The simulated dataset, Cooper explained, represents all the variants that would likely be present in the human genome — whether they had an ill effect or not — had the genome not been subjected to natural selection. For each annotation, CADD compares both sets of variants and asks how that particular annotation feature differs between the two datasets. So, for example, "in our set of 15 million simulated variants there is something like 8,000 stop codons, [but] when you look at the observed variants there's something like 100 real ones," he said. "That … deficit is likely the effect of natural selection," because "if there was no natural selection in humans we would expect to have observed about 8,000 stop codons." That difference "is the property we are going after," he said.
The researchers ran this comparison process for each of the 63 annotations and then trained a support vector machine using the approximately 30 million simulated and real variants and features derived from the annotations, according to the paper. The SVM quantifies for each annotation "how strongly it separates the observed and simulated variants," Cooper said, and it computes a single score based on all the relevant annotations for each variant that represents the likelihood that the variant is deleterious, although it may not necessarily be pathogenic.
One of the benefits of this approach, he said, is that there is no limit to the number of new annotations that could be added to the system to make the CADD scores better — an important factor in its favor as projects like ENCODE continue to generate useful data for annotation.
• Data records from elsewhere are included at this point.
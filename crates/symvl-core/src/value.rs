//! Runtime values of the verification language
//!
//! Values are immutable; map updates allocate fresh references rather than
//! mutating instances in place. Map contents live in the engine's map heap
//! and are referred to by id everywhere, so values themselves stay small.

use crate::ty::Type;
use num_bigint::BigInt;
use std::fmt;

/// Identifier of a logical (symbolic) variable, allocated monotonically by
/// the engine. Once a ref appears in memory or a constraint it persists for
/// the rest of the test case.
#[derive(Clone, Copy, PartialEq, Eq, Hash, PartialOrd, Ord)]
pub struct Ref(pub u64);

impl fmt::Debug for Ref {
    fn fmt(&self, f: &mut fmt::Formatter<'_>) -> fmt::Result {
        write!(f, "Ref({})", self.0)
    }
}

impl fmt::Display for Ref {
    fn fmt(&self, f: &mut fmt::Formatter<'_>) -> fmt::Result {
        write!(f, "?{}", self.0)
    }
}

/// Type-tagged reference into the map heap
#[derive(Debug, Clone, PartialEq, Eq, Hash)]
pub struct MapRef {
    /// Heap id
    pub id: u64,
    /// Full map type of the referenced instance
    pub ty: Type,
}

/// A value of an opaque user-defined type. Two customs are equal iff their
/// types and tag integers match.
#[derive(Debug, Clone, PartialEq, Eq, Hash)]
pub struct CustomValue {
    /// Name of the opaque type
    pub ty: String,
    /// Integer tag denoting the value
    pub tag: BigInt,
}

/// A concrete runtime value
#[derive(Debug, Clone, PartialEq, Eq, Hash)]
pub enum Value {
    /// Arbitrary-precision integer
    Int(BigInt),
    /// Boolean
    Bool(bool),
    /// Reference to a map instance in the heap
    Map(MapRef),
    /// Value of an opaque user-defined type
    Custom(CustomValue),
}

impl Value {
    /// Convenience integer constructor
    pub fn int(i: impl Into<BigInt>) -> Self {
        Value::Int(i.into())
    }

    /// The type of this value
    pub fn ty(&self) -> Type {
        match self {
            Value::Int(_) => Type::Int,
            Value::Bool(_) => Type::Bool,
            Value::Map(r) => r.ty.clone(),
            Value::Custom(c) => Type::Custom(c.ty.clone()),
        }
    }

    /// Short name of this value's type, for error messages
    pub fn type_name(&self) -> &'static str {
        match self {
            Value::Int(_) => "int",
            Value::Bool(_) => "bool",
            Value::Map(_) => "map",
            Value::Custom(_) => "custom",
        }
    }

    pub fn as_int(&self) -> Option<&BigInt> {
        match self {
            Value::Int(i) => Some(i),
            _ => None,
        }
    }

    pub fn as_bool(&self) -> Option<bool> {
        match self {
            Value::Bool(b) => Some(*b),
            _ => None,
        }
    }

    pub fn as_map_ref(&self) -> Option<&MapRef> {
        match self {
            Value::Map(r) => Some(r),
            _ => None,
        }
    }
}

impl fmt::Display for Value {
    fn fmt(&self, f: &mut fmt::Formatter<'_>) -> fmt::Result {
        match self {
            Value::Int(i) => write!(f, "{}", i),
            Value::Bool(b) => write!(f, "{}", b),
            Value::Map(r) => write!(f, "map!{}", r.id),
            Value::Custom(c) => write!(f, "{}!{}", c.ty, c.tag),
        }
    }
}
He and his colleagues are already on the lookout for more annotations to incorporate into the system including ones that pertain to regulatory variants, where the current "paucity" of data "limits that development of better annotations, as well as our ability to validate predictions," the researchers wrote. Furthermore, "the one-stop nature of CADD is likely to be of great practical and conceptual value to future sequencing studies" because "it will minimize the scope and diversity of annotations that have to be generated, tracked, and evaluated by a laboratory or project and will reduce the need for ad hoc combinations of filters, scores, and parameters as is now routinely carried out."
Like their colleagues at EBI and WTSI, the HudsonAlpha and UW researchers provide pre-computed scores for all possible single nucleotide mutations that could occur at every position in the genome — about 9 billion in total — so users don’t have to repeat the development process described in the paper, but for those who want to, the researchers have made their code freely available for download. There are, however, no pre-computed scores for indels — since the list of possibilities would be much too large to generate up front. For those who need to score indels, the team has put together some code that they offer for that purpose, Cooper said.